Start of Input material
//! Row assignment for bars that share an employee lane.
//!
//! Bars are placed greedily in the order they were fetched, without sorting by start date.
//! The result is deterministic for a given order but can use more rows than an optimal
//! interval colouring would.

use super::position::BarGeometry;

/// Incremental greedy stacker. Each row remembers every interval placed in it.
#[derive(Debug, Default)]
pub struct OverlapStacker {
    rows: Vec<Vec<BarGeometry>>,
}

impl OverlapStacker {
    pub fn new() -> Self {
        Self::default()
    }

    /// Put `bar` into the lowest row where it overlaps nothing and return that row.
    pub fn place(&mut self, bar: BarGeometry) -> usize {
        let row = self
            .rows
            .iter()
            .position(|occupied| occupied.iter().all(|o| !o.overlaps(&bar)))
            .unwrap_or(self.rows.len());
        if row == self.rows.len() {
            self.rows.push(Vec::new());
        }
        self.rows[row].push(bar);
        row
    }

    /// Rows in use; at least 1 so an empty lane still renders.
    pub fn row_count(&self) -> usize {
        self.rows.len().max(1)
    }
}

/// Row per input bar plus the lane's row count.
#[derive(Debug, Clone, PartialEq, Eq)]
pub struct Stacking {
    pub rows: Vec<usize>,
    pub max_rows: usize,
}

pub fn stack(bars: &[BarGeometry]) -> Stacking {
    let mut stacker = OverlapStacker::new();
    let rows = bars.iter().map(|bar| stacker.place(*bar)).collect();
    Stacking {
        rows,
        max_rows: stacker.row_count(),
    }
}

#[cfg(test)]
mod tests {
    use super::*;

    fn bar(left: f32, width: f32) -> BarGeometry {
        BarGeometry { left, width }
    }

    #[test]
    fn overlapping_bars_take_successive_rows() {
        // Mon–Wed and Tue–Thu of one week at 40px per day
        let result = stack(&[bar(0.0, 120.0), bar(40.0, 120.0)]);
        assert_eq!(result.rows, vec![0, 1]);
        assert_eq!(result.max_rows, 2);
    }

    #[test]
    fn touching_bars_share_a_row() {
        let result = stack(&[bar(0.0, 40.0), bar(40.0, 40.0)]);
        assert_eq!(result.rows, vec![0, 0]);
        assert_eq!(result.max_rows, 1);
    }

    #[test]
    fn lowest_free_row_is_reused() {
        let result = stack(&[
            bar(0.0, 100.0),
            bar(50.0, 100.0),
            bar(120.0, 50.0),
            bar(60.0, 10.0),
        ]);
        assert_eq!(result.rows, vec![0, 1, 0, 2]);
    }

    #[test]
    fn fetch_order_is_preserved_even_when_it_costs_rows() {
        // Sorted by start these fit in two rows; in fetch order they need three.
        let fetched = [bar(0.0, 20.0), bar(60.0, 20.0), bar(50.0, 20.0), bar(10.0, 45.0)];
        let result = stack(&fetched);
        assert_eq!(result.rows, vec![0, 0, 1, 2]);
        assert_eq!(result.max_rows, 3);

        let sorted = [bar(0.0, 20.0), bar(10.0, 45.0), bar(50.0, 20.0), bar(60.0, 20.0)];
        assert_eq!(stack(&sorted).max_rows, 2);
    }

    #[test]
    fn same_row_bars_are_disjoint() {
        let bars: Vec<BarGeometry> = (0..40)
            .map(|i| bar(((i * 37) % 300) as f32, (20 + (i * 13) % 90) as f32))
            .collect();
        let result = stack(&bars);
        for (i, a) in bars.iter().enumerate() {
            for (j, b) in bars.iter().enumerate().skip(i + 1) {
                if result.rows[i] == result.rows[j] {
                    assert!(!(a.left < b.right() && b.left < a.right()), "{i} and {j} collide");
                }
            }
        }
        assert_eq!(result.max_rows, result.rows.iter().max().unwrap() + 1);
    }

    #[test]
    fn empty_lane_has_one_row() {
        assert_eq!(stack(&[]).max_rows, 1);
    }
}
End of Input material
Start of Input material
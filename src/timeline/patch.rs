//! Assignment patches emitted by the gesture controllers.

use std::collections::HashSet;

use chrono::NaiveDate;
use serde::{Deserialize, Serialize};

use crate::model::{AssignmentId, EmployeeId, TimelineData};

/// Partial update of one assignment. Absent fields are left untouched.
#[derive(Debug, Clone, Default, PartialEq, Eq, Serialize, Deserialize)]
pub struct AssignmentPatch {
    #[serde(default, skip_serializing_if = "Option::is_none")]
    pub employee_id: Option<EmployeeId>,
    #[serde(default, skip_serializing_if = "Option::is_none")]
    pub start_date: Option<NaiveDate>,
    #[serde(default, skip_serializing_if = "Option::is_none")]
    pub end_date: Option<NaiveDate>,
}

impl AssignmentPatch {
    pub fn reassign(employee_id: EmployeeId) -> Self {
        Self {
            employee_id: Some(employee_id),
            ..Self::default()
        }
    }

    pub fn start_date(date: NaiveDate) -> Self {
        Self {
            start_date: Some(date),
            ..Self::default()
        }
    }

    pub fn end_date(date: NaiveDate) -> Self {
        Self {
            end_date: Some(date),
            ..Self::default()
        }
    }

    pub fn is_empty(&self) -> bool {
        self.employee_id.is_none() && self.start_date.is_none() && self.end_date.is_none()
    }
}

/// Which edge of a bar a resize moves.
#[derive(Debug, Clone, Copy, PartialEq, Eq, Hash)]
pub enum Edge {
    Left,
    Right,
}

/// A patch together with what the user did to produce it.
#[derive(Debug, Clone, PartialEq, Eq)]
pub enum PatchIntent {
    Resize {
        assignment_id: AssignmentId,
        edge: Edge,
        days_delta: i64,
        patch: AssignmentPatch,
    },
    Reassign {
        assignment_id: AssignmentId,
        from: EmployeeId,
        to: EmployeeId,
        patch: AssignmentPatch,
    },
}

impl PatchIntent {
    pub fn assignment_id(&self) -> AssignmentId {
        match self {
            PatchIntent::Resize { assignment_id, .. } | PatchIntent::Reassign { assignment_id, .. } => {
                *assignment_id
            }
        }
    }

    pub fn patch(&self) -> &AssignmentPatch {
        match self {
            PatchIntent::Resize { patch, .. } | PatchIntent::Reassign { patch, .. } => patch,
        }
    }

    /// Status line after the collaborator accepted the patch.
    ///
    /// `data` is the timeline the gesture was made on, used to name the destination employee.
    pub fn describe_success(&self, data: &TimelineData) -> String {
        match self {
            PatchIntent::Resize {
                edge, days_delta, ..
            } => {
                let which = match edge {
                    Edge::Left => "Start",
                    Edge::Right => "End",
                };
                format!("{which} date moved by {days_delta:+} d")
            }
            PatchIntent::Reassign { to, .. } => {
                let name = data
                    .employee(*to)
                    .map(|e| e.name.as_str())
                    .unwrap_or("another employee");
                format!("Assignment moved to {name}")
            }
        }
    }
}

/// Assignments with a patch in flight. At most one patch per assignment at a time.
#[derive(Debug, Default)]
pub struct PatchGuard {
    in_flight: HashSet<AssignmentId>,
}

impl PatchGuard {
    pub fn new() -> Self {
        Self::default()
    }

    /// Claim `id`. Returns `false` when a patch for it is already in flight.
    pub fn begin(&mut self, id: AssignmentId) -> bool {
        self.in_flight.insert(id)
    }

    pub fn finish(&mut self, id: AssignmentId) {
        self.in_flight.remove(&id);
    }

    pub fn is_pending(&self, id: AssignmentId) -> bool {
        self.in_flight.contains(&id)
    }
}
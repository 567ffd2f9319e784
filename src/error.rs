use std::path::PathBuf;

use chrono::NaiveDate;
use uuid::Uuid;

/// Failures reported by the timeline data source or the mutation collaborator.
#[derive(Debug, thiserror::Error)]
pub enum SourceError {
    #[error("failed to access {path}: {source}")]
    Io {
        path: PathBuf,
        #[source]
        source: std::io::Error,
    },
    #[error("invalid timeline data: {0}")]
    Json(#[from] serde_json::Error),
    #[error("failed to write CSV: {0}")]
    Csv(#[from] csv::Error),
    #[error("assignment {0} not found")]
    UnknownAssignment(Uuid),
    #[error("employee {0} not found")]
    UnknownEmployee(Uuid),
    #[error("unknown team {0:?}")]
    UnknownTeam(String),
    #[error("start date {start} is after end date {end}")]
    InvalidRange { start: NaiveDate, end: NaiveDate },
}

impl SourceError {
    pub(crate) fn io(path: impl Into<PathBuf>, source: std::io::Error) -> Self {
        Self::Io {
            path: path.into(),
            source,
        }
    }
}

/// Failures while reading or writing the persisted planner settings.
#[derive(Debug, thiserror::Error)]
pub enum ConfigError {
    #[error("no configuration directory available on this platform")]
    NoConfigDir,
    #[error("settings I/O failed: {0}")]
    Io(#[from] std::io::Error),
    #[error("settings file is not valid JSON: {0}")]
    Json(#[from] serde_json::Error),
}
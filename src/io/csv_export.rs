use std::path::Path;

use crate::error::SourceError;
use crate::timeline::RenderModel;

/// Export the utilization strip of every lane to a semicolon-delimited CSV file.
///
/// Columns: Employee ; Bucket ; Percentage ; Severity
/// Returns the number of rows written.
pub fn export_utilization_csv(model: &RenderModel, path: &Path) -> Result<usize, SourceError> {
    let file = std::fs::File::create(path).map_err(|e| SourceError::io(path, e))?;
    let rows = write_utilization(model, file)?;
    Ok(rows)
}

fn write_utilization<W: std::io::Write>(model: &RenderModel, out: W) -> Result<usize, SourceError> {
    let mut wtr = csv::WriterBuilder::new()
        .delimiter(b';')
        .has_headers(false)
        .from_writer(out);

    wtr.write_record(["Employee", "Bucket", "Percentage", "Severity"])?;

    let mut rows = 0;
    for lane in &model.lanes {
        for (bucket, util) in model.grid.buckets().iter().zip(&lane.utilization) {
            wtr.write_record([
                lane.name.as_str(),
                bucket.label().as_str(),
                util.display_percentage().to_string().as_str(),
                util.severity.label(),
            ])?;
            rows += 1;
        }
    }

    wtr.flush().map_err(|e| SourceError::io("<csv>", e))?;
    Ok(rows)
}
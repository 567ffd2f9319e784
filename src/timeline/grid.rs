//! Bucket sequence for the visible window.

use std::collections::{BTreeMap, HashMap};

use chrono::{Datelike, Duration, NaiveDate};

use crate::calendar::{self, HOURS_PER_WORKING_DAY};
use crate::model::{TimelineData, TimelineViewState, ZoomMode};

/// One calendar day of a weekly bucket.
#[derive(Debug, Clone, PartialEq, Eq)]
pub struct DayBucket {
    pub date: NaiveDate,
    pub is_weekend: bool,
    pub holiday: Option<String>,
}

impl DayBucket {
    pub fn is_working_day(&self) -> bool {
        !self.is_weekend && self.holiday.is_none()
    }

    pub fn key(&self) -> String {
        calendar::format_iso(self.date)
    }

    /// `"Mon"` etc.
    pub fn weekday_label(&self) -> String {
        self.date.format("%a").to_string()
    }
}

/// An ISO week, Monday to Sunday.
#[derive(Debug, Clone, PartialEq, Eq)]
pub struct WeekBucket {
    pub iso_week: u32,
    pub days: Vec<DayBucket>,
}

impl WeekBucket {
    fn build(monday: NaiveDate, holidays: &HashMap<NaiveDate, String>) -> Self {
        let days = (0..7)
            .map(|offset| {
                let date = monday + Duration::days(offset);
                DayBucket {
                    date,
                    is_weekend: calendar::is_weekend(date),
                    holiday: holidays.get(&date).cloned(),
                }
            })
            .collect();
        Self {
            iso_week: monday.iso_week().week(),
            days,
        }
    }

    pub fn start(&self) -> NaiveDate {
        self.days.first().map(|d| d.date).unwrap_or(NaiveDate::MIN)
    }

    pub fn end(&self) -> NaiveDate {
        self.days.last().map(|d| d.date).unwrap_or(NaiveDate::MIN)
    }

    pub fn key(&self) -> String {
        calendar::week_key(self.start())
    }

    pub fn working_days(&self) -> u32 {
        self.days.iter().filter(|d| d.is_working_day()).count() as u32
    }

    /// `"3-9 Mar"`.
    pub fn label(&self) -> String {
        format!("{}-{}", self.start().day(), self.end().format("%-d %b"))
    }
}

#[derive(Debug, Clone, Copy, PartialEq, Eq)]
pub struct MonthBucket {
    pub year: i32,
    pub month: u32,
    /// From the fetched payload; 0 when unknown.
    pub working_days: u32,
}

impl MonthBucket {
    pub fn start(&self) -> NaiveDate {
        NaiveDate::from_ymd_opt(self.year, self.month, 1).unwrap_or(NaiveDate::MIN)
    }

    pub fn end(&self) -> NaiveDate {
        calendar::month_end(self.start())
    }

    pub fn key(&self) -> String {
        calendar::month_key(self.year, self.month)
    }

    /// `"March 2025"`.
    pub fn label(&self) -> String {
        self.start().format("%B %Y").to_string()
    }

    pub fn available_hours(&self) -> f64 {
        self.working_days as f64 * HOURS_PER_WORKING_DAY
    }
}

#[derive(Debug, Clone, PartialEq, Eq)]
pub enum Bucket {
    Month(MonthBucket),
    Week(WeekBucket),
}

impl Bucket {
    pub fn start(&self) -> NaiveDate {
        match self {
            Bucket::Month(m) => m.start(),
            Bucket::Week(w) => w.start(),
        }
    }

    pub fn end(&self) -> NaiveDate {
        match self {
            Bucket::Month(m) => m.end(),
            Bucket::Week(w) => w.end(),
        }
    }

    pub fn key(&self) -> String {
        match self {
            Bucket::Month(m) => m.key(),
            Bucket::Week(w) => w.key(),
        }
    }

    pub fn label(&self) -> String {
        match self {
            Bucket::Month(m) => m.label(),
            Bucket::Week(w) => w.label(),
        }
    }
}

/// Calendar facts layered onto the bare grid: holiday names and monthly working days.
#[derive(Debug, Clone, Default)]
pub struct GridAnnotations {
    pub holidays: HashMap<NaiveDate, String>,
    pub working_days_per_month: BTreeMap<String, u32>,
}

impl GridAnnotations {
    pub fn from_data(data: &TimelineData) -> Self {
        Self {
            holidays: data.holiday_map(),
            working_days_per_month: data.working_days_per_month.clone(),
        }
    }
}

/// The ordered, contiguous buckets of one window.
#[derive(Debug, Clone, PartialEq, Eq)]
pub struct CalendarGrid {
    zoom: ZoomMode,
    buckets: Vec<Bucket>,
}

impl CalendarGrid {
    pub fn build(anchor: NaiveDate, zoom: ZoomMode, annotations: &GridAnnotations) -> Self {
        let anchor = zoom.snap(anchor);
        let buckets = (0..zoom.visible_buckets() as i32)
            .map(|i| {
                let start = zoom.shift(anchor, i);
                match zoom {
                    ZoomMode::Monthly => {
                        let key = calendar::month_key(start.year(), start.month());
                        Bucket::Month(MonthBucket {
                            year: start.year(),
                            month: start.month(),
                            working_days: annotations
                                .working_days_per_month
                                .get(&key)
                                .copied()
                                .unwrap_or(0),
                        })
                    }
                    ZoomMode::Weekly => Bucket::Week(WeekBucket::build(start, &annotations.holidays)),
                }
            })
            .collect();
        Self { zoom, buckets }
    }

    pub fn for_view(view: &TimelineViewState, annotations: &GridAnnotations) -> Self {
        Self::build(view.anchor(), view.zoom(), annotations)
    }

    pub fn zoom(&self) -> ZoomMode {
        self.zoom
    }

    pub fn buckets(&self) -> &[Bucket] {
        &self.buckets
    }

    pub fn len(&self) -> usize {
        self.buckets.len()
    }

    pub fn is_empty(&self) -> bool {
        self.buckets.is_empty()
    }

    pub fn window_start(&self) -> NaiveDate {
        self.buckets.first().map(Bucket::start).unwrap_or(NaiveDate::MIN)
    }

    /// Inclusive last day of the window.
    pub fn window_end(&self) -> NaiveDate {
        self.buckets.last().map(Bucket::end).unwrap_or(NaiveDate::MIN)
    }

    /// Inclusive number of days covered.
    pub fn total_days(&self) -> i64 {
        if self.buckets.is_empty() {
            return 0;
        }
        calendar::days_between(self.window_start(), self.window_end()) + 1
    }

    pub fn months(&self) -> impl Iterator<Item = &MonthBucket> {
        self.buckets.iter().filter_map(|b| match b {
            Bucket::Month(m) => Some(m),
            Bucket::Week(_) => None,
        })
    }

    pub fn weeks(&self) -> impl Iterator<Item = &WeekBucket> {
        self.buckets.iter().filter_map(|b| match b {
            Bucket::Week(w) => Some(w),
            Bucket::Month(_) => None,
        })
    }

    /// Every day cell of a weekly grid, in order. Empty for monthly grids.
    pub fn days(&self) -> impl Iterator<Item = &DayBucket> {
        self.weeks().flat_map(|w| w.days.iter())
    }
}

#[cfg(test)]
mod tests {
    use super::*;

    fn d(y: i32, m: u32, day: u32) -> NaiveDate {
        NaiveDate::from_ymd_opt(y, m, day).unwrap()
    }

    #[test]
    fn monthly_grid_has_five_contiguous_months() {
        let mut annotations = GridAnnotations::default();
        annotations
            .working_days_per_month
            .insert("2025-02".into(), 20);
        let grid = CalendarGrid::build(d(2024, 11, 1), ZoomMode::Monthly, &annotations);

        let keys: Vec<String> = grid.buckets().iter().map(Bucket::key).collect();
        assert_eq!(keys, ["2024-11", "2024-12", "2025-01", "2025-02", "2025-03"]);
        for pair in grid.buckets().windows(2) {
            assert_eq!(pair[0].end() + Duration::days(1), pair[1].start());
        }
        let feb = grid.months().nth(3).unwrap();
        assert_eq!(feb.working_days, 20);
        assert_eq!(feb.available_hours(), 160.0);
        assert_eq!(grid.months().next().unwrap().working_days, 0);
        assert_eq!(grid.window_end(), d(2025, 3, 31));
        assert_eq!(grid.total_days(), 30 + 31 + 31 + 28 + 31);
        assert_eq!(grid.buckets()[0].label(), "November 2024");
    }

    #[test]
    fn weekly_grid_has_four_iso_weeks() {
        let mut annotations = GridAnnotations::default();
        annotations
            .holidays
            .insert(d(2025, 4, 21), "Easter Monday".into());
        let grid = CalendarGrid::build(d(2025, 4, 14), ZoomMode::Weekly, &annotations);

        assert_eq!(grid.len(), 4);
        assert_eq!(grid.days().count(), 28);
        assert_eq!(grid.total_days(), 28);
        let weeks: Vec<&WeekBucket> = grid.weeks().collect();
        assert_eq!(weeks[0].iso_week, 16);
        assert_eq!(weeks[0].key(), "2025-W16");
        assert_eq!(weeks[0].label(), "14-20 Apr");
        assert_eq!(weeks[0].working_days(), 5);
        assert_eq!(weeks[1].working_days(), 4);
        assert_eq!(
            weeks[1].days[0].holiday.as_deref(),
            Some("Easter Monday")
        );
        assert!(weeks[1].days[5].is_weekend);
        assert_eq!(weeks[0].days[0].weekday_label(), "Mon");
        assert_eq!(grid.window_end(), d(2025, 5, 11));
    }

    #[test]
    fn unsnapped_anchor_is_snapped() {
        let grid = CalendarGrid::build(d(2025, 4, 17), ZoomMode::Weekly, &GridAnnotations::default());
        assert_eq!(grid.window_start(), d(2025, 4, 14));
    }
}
End of Input material
▶ [Work item]:
Of the entries above, repeat exactly the lines between the line with "an employee lane." and the line with "use super::position::BarGeometry;", inclusive, and no others.

▶ [Solved exercise]:
//! Row assignment for bars that share an employee lane.
//!
//! Bars are placed greedily in the order they were fetched, without sorting by start date.
//! The result is deterministic for a given order but can use more rows than an optimal
//! interval colouring would.

use super::position::BarGeometry;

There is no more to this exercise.